[Records supplied — start]

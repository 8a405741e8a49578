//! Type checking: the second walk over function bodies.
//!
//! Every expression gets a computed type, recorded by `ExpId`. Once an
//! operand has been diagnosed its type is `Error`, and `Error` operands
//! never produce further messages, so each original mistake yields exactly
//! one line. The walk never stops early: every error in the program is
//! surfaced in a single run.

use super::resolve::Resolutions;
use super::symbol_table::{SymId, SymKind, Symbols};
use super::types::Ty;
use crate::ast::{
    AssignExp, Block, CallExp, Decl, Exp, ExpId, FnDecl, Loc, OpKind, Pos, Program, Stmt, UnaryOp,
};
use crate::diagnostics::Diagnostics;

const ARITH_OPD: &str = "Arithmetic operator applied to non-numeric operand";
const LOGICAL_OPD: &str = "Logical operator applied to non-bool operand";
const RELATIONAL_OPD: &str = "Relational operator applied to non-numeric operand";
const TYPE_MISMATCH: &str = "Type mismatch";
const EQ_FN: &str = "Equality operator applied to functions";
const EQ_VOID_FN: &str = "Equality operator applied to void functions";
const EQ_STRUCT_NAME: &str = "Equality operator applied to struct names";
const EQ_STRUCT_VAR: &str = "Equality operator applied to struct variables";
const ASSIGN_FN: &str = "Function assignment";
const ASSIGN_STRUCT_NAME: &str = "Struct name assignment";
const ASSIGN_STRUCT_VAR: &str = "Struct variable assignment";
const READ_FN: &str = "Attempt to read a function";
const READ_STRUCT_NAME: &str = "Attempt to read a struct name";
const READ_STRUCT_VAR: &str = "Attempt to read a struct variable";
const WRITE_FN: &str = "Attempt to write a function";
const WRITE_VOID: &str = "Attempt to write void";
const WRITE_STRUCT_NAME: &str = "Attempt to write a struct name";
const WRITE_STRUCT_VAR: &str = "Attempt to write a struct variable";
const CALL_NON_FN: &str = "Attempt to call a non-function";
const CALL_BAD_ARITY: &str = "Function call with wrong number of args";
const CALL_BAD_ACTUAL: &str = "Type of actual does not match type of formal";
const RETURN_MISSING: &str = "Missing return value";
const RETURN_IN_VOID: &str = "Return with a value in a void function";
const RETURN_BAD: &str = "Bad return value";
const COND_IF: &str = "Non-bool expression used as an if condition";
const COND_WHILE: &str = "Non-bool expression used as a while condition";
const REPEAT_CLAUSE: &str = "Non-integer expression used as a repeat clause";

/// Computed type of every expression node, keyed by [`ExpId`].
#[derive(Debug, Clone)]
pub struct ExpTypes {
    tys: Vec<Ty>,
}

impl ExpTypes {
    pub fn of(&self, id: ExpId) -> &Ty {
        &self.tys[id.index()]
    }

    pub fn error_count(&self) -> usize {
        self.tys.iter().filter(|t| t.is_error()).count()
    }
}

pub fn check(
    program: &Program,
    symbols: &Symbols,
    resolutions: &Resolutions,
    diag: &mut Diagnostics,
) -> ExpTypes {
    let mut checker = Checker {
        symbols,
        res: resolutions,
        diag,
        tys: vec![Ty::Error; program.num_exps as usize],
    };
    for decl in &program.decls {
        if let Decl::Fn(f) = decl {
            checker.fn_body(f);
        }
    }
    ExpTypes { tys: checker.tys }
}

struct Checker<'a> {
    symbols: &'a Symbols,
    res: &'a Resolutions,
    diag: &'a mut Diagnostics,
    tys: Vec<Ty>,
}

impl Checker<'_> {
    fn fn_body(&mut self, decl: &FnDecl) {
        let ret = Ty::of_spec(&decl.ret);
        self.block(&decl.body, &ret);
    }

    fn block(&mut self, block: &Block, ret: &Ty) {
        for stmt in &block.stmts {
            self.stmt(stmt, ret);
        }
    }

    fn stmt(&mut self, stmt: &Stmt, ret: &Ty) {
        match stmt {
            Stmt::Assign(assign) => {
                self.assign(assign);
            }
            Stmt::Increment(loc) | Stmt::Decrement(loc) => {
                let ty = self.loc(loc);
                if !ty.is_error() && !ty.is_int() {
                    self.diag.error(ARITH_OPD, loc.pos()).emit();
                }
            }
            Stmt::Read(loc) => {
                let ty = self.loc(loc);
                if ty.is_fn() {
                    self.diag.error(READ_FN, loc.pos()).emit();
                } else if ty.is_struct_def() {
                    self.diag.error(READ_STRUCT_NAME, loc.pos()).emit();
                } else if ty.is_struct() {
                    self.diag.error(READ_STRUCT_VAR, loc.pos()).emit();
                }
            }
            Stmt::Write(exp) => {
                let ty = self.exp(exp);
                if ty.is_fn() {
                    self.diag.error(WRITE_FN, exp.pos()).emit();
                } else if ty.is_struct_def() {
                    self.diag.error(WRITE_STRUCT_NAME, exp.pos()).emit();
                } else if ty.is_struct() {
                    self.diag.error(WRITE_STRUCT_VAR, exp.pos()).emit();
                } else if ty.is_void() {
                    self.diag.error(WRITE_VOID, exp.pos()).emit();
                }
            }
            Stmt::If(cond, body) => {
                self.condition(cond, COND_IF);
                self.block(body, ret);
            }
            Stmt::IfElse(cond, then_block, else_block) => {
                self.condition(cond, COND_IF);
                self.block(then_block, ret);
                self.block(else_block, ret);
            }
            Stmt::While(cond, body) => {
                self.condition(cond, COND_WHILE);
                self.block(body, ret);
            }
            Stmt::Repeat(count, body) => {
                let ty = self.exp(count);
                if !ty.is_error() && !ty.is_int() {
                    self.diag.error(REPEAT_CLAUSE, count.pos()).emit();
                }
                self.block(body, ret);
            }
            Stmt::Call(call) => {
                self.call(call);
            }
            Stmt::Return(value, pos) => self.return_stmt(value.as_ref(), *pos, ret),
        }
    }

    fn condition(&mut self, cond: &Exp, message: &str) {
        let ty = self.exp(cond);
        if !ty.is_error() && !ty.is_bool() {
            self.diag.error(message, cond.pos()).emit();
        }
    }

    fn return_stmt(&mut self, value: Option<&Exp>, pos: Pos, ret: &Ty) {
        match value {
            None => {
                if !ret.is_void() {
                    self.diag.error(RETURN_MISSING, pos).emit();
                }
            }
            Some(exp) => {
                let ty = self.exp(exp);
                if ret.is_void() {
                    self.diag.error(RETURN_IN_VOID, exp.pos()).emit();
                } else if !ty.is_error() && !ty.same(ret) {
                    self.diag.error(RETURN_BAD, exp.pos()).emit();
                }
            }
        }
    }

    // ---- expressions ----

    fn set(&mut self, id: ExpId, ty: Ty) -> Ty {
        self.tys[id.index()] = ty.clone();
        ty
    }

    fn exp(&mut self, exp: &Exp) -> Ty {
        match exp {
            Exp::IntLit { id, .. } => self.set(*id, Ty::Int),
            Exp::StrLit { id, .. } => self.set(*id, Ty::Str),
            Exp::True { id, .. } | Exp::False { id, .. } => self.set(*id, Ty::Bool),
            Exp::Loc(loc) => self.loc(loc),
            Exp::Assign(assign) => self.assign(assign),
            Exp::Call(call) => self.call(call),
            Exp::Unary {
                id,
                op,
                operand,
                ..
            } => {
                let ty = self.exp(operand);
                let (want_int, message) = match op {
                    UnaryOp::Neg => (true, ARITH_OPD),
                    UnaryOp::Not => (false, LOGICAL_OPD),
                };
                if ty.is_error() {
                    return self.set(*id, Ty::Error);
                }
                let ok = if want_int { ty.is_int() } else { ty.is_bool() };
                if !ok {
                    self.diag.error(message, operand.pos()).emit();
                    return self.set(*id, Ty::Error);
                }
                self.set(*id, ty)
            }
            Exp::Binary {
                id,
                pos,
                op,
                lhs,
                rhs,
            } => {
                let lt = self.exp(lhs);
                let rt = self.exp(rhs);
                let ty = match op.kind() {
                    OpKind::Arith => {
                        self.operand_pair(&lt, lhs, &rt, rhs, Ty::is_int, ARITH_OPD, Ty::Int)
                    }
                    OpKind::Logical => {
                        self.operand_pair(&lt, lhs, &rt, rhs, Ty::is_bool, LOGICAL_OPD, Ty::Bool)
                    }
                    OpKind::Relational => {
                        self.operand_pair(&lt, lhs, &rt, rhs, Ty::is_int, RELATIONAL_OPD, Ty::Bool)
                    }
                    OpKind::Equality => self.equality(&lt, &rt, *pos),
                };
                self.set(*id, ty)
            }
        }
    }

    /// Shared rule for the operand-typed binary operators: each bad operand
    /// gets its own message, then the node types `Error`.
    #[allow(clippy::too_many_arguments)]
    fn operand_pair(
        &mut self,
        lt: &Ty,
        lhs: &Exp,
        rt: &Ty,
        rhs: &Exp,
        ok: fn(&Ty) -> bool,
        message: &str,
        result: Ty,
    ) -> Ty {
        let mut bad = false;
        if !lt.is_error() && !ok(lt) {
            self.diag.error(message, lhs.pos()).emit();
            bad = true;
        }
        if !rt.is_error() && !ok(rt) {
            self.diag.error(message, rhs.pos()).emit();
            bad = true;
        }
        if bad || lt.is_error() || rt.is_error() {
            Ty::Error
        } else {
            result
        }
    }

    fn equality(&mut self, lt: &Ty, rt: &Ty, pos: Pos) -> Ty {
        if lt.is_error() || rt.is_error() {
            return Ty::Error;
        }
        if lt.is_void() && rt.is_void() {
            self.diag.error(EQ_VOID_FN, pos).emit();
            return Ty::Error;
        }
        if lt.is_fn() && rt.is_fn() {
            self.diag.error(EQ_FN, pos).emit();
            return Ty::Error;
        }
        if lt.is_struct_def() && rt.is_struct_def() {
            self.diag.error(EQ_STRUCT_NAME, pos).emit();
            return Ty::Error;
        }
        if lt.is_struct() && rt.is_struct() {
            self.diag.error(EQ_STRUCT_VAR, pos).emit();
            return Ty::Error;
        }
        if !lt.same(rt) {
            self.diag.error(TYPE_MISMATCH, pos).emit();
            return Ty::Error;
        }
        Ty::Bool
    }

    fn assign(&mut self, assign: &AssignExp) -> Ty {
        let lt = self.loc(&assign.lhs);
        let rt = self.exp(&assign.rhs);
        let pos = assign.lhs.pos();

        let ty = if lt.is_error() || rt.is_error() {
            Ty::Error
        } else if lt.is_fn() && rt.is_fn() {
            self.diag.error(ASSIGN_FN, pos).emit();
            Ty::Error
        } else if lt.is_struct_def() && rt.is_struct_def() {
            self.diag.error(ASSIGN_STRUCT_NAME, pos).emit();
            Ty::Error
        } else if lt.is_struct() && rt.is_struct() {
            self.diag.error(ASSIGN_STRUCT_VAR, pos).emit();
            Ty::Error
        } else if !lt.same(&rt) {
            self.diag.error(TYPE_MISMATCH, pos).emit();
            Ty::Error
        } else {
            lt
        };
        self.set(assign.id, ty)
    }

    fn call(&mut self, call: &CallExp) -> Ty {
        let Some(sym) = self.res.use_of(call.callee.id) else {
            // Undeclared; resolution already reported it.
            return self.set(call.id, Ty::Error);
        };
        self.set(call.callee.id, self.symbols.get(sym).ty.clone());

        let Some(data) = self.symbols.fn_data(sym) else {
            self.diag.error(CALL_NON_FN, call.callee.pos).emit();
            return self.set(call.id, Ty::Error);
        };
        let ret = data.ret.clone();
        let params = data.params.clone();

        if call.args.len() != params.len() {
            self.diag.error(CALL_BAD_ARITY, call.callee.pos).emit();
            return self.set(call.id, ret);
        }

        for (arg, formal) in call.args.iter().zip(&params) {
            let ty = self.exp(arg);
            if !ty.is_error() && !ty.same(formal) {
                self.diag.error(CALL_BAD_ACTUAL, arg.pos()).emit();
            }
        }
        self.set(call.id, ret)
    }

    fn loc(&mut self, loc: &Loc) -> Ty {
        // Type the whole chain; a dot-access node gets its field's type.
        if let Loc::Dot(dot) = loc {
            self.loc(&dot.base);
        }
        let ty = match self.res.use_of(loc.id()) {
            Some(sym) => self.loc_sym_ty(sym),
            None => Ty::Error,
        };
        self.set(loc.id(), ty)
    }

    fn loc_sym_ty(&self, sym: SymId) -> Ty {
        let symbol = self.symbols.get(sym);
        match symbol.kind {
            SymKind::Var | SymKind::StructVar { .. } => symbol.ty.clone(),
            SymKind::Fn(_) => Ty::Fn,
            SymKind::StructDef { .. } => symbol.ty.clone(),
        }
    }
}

[Records supplied — finish]

The required answer is the run of lines above, starting at the line with "let ret = Ty::of_spec(&decl.ret);" and ending at the line with "self.diag.error(READ_FN, loc.pos()).emit();", reproduced exactly with both ends.

[Result for this exercise]
        let ret = Ty::of_spec(&decl.ret);
        self.block(&decl.body, &ret);
    }

    fn block(&mut self, block: &Block, ret: &Ty) {
        for stmt in &block.stmts {
            self.stmt(stmt, ret);
        }
    }

    fn stmt(&mut self, stmt: &Stmt, ret: &Ty) {
        match stmt {
            Stmt::Assign(assign) => {
                self.assign(assign);
            }
            Stmt::Increment(loc) | Stmt::Decrement(loc) => {
                let ty = self.loc(loc);
                if !ty.is_error() && !ty.is_int() {
                    self.diag.error(ARITH_OPD, loc.pos()).emit();
                }
            }
            Stmt::Read(loc) => {
                let ty = self.loc(loc);
                if ty.is_fn() {
                    self.diag.error(READ_FN, loc.pos()).emit();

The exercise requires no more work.